Ceux qui suivent Christoblog savent (peut-être) que je suis fan de cinéma d'Asie Centrale. C'est donc avec gourmandise que j'ai visionné ce film originaire du Kazakhstan.

Le réalisateur Emir Baigazin fait preuve d'une maîtrise absolument sidérante pour un premier film. Leçons d'harmonie a d'ailleurs connu une carrière en festival exceptionnelle, collectant une belle série de récompenses, de l'Ours d'argent de la meilleure image à Berlin au Grand Prix à Angers.
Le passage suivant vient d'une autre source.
#[async_trait]
impl EvaluationRepository for PgStore {
    async fn insert_evaluation(
        &self,
        evaluation: NewEvaluation,
        activity: NewActivity,
    ) -> Result<EvaluationDetail> {
        let mut tx = self.pool.begin().await?;

        let sql = format!(
            r#"
            INSERT INTO paper_evaluations AS e
                (analysis_id, user_id, paper_id, overall_score, summary, recommendation,
                 originality_score, depth_score, logic_score, evidence_score, language_score,
                 value_score, content_score, structure_score, method_score, is_public)
            VALUES ($1, $2, $3, $4, $5, $6, $7, $8, $9, $10, $11, $12, $13, $14, $15, $16)
            RETURNING {EVALUATION_COLUMNS}
            "#
        );
        let scores = evaluation.scores;
        let created = sqlx::query_as::<_, PaperEvaluation>(&sql)
            .bind(evaluation.analysis_id)
            .bind(evaluation.user_id)
            .bind(evaluation.paper_id)
            .bind(evaluation.overall_score)
            .bind(&evaluation.summary)
            .bind(&evaluation.recommendation)
            .bind(scores.originality_score)
            .bind(scores.depth_score)
            .bind(scores.logic_score)
            .bind(scores.evidence_score)
            .bind(scores.language_score)
            .bind(scores.value_score)
            .bind(scores.content_score)
            .bind(scores.structure_score)
            .bind(scores.method_score)
            .bind(evaluation.is_public)
            .fetch_one(&mut *tx)
            .await?;

        let dimension_sql = format!(
            r#"
            INSERT INTO evaluation_dimensions
                (evaluation_id, dimension_key, dimension_name, score, description, evidence)
            VALUES ($1, $2, $3, $4, $5, $6)
            RETURNING {DIMENSION_COLUMNS}
            "#
        );
        let metric_sql = format!(
            r#"
            INSERT INTO evaluation_metrics
                (dimension_id, metric_key, metric_name, score, description, evidence)
            VALUES ($1, $2, $3, $4, $5, $6)
            RETURNING {METRIC_COLUMNS}
            "#
        );

        let mut dimensions = Vec::with_capacity(evaluation.dimensions.len());
        for new_dimension in evaluation.dimensions {
            let dimension = sqlx::query_as::<_, EvaluationDimension>(&dimension_sql)
                .bind(created.id)
                .bind(&new_dimension.dimension_key)
                .bind(&new_dimension.dimension_name)
                .bind(new_dimension.score)
                .bind(&new_dimension.description)
                .bind(&new_dimension.evidence)
                .fetch_one(&mut *tx)
                .await?;

            let mut metrics = Vec::with_capacity(new_dimension.metrics.len());
            for new_metric in new_dimension.metrics {
                let metric = sqlx::query_as::<_, EvaluationMetric>(&metric_sql)
                    .bind(dimension.id)
                    .bind(&new_metric.metric_key)
                    .bind(&new_metric.metric_name)
                    .bind(new_metric.score)
                    .bind(&new_metric.description)
                    .bind(&new_metric.evidence)
                    .fetch_one(&mut *tx)
                    .await?;
                metrics.push(metric);
            }
            dimensions.push(DimensionDetail { dimension, metrics });
        }

        let activity = NewActivity {
            target_id: created.id,
            ..activity
        };
        insert_activity(&mut *tx, &activity).await?;

        tx.commit().await?;
        Ok(EvaluationDetail {
            evaluation: created,
            dimensions,
        })
    }

    async fn find_evaluation(&self, id: EvaluationId) -> Result<Option<EvaluationDetail>> {
        let sql = format!(
            "SELECT {EVALUATION_COLUMNS} FROM paper_evaluations e \
             WHERE e.id = $1 AND e.deleted_at IS NULL"
        );
        let evaluation = sqlx::query_as::<_, PaperEvaluation>(&sql)
            .bind(id)
            .fetch_optional(&self.pool)
            .await?;

        match evaluation {
            Some(evaluation) => self.evaluation_detail(evaluation).await.map(Some),
            None => Ok(None),
        }
    }

    async fn find_evaluation_by_analysis(
        &self,
        analysis_id: TaskId,
    ) -> Result<Option<EvaluationDetail>> {
        let sql = format!(
            r#"
            SELECT {EVALUATION_COLUMNS} FROM paper_evaluations e
            WHERE e.analysis_id = $1 AND e.deleted_at IS NULL
            ORDER BY e.created_at DESC, e.id DESC
            LIMIT 1
            "#
        );
        let evaluation = sqlx::query_as::<_, PaperEvaluation>(&sql)
            .bind(analysis_id)
            .fetch_optional(&self.pool)
            .await?;

        match evaluation {
            Some(evaluation) => self.evaluation_detail(evaluation).await.map(Some),
            None => Ok(None),
        }
    }

    async fn update_evaluation(
        &self,
        id: EvaluationId,
        update: EvaluationUpdate,
        activity: NewActivity,
    ) -> Result<PaperEvaluation> {
        let mut tx = self.pool.begin().await?;

        let sql = format!(
            r#"
            UPDATE paper_evaluations e
            SET overall_score = $2, summary = $3, recommendation = $4,
                originality_score = $5, depth_score = $6, logic_score = $7,
                evidence_score = $8, language_score = $9, value_score = $10,
                content_score = $11, structure_score = $12, method_score = $13,
                is_public = $14, updated_at = now()
            WHERE e.id = $1 AND e.deleted_at IS NULL
            RETURNING {EVALUATION_COLUMNS}
            "#
        );
        let scores = update.scores;
        let updated = sqlx::query_as::<_, PaperEvaluation>(&sql)
            .bind(id)
            .bind(update.overall_score)
            .bind(&update.summary)
            .bind(&update.recommendation)
            .bind(scores.originality_score)
            .bind(scores.depth_score)
            .bind(scores.logic_score)
            .bind(scores.evidence_score)
            .bind(scores.language_score)
            .bind(scores.value_score)
            .bind(scores.content_score)
            .bind(scores.structure_score)
            .bind(scores.method_score)
            .bind(update.is_public)
            .fetch_optional(&mut *tx)
            .await?
            .ok_or_else(|| PaperGraphError::not_found("evaluation", id))?;

        insert_activity(&mut *tx, &activity).await?;

        tx.commit().await?;
        Ok(updated)
    }

    async fn tombstone_evaluation(&self, id: EvaluationId) -> Result<bool> {
        let result = sqlx::query(
            "UPDATE paper_evaluations SET deleted_at = now() WHERE id = $1 AND deleted_at IS NULL",
        )
        .bind(id)
        .execute(&self.pool)
        .await?;
        Ok(result.rows_affected() > 0)
    }

    async fn toggle_evaluation_like(
        &self,
        evaluation_id: EvaluationId,
        user_id: UserId,
        on_like: NewActivity,
    ) -> Result<EvaluationLikeToggle> {
        let mut tx = self.pool.begin().await?;

        let removed = sqlx::query_scalar::<_, i64>(
            r#"
            UPDATE evaluation_likes SET deleted_at = now()
            WHERE evaluation_id = $1 AND user_id = $2 AND deleted_at IS NULL
            RETURNING id
            "#,
        )
        .bind(evaluation_id)
        .bind(user_id)
        .fetch_optional(&mut *tx)
        .await?;

        let liked = match removed {
            Some(_) => false,
            None => {
                let inserted = sqlx::query_scalar::<_, i64>(
                    r#"
                    INSERT INTO evaluation_likes (evaluation_id, user_id)
                    VALUES ($1, $2)
                    ON CONFLICT (evaluation_id, user_id) WHERE deleted_at IS NULL DO NOTHING
                    RETURNING id
                    "#,
                )
                .bind(evaluation_id)
                .bind(user_id)
                .fetch_optional(&mut *tx)
                .await?;

                if inserted.is_none() {
                    // A concurrent identical like committed first.
                    drop(tx);
                    return Ok(EvaluationLikeToggle {
                        evaluation_id,
                        liked: true,
                        like_count: self.like_count(evaluation_id).await?,
                    });
                }
                true
            }
        };

        let delta: i64 = if liked { 1 } else { -1 };
        let like_count = sqlx::query_scalar::<_, i64>(
            r#"
            UPDATE paper_evaluations SET like_count = GREATEST(like_count + $2, 0)
            WHERE id = $1 AND deleted_at IS NULL
            RETURNING like_count
            "#,
        )
        .bind(evaluation_id)
        .bind(delta)
        .fetch_optional(&mut *tx)
        .await?
        .ok_or_else(|| PaperGraphError::not_found("evaluation", evaluation_id))?;

        if liked {
            insert_activity(&mut *tx, &on_like).await?;
        }

        tx.commit().await?;
        Ok(EvaluationLikeToggle {
            evaluation_id,
            liked,
            like_count,
        })
    }

    async fn list_paper_evaluations(
        &self,
        paper_id: i64,
        page: Page,
    ) -> Result<(Vec<PaperEvaluation>, i64)> {
        let sql = format!(
            r#"
            SELECT {EVALUATION_COLUMNS} FROM paper_evaluations e
            WHERE e.paper_id = $1 AND e.is_public AND e.deleted_at IS NULL
            ORDER BY e.overall_score DESC, e.created_at DESC, e.id DESC
            LIMIT $2 OFFSET $3
            "#
        );
        let items = sqlx::query_as::<_, PaperEvaluation>(&sql)
            .bind(paper_id)
            .bind(page.limit)
            .bind(page.offset)
            .fetch_all(&self.pool)
            .await?;

        let total = sqlx::query_scalar::<_, i64>(
            "SELECT COUNT(*) FROM paper_evaluations \
             WHERE paper_id = $1 AND is_public AND deleted_at IS NULL",
        )
        .bind(paper_id)
        .fetch_one(&self.pool)
        .await?;

        Ok((items, total))
    }

    async fn list_user_evaluations(
        &self,
        user_id: UserId,
        page: Page,
    ) -> Result<(Vec<PaperEvaluation>, i64)> {
        let sql = format!(
            r#"
            SELECT {EVALUATION_COLUMNS} FROM paper_evaluations e
            WHERE e.user_id = $1 AND e.deleted_at IS NULL
            ORDER BY e.created_at DESC, e.id DESC
            LIMIT $2 OFFSET $3
            "#
        );
        let items = sqlx::query_as::<_, PaperEvaluation>(&sql)
            .bind(user_id)
            .bind(page.limit)
            .bind(page.offset)
            .fetch_all(&self.pool)
            .await?;

        let total = sqlx::query_scalar::<_, i64>(
            "SELECT COUNT(*) FROM paper_evaluations WHERE user_id = $1 AND deleted_at IS NULL",
        )
        .bind(user_id)
        .fetch_one(&self.pool)
        .await?;

        Ok((items, total))
    }

    async fn top_evaluations(&self, limit: i64) -> Result<Vec<PaperEvaluation>> {
        let sql = format!(
            r#"
            SELECT {EVALUATION_COLUMNS} FROM paper_evaluations e
            WHERE e.is_public AND e.deleted_at IS NULL
            ORDER BY e.overall_score DESC, e.like_count DESC, e.id DESC
            LIMIT $1
            "#
        );
        sqlx::query_as::<_, PaperEvaluation>(&sql)
            .bind(limit)
            .fetch_all(&self.pool)
            .await
            .map_err(Into::into)
    }

    async fn search_evaluations(
        &self,
        query: &str,
        page: Page,
    ) -> Result<(Vec<PaperEvaluation>, i64)> {
        let pattern = like_pattern(query);

        let sql = format!(
            r#"
            SELECT {EVALUATION_COLUMNS} FROM paper_evaluations e
            {SEARCH_WHERE}
            ORDER BY e.overall_score DESC, e.created_at DESC, e.id DESC
            LIMIT $2 OFFSET $3
            "#
        );
        let items = sqlx::query_as::<_, PaperEvaluation>(&sql)
            .bind(&pattern)
            .bind(page.limit)
            .bind(page.offset)
            .fetch_all(&self.pool)
            .await?;

        let sql = format!("SELECT COUNT(*) FROM paper_evaluations e {SEARCH_WHERE}");
        let total = sqlx::query_scalar::<_, i64>(&sql)
            .bind(&pattern)
            .fetch_one(&self.pool)
            .await?;

        Ok((items, total))
    }

    async fn evaluation_statistics(&self, paper_id: i64) -> Result<EvaluationStatistics> {
        let (total, avg) = sqlx::query_as::<_, (i64, f64)>(
            r#"
            SELECT COUNT(*), COALESCE(AVG(overall_score), 0)::DOUBLE PRECISION
            FROM paper_evaluations
            WHERE paper_id = $1 AND is_public AND deleted_at IS NULL
            "#,
        )
        .bind(paper_id)
        .fetch_one(&self.pool)
        .await?;

        let bands = sqlx::query_as::<_, (String, i64)>(
            r#"
            SELECT CASE
                       WHEN overall_score >= 8 THEN 'excellent'
                       WHEN overall_score >= 6 THEN 'good'
                       WHEN overall_score >= 4 THEN 'average'
                       ELSE 'poor'
                   END AS band,
                   COUNT(*)
            FROM paper_evaluations
            WHERE paper_id = $1 AND is_public AND deleted_at IS NULL
            GROUP BY band
            "#,
        )
        .bind(paper_id)
        .fetch_all(&self.pool)
        .await?;

        let mut stats = EvaluationStatistics::empty(paper_id);
        stats.total_evaluations = total;
        stats.avg_overall_score = avg;
        for (band, count) in bands {
            stats.score_distribution.insert(band.parse::<ScoreBand>()?, count);
        }
        Ok(stats)
    }
}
La mise en scène est d'une limpidité exceptionnelle et la beauté des plans est souvent sidérante. 

Au-delà de la beauté plastique du film, qui suffirait déjà à en faire un morceau de choix, il faut signaler que le scénario est remarquablement tordu : le film commence comme une critique d'enfance harcelée, avant de muer en un curieux film de vengeance, assaisonné par de mystérieuses ellipses, dont le sens ne se perçoit que dans la durée.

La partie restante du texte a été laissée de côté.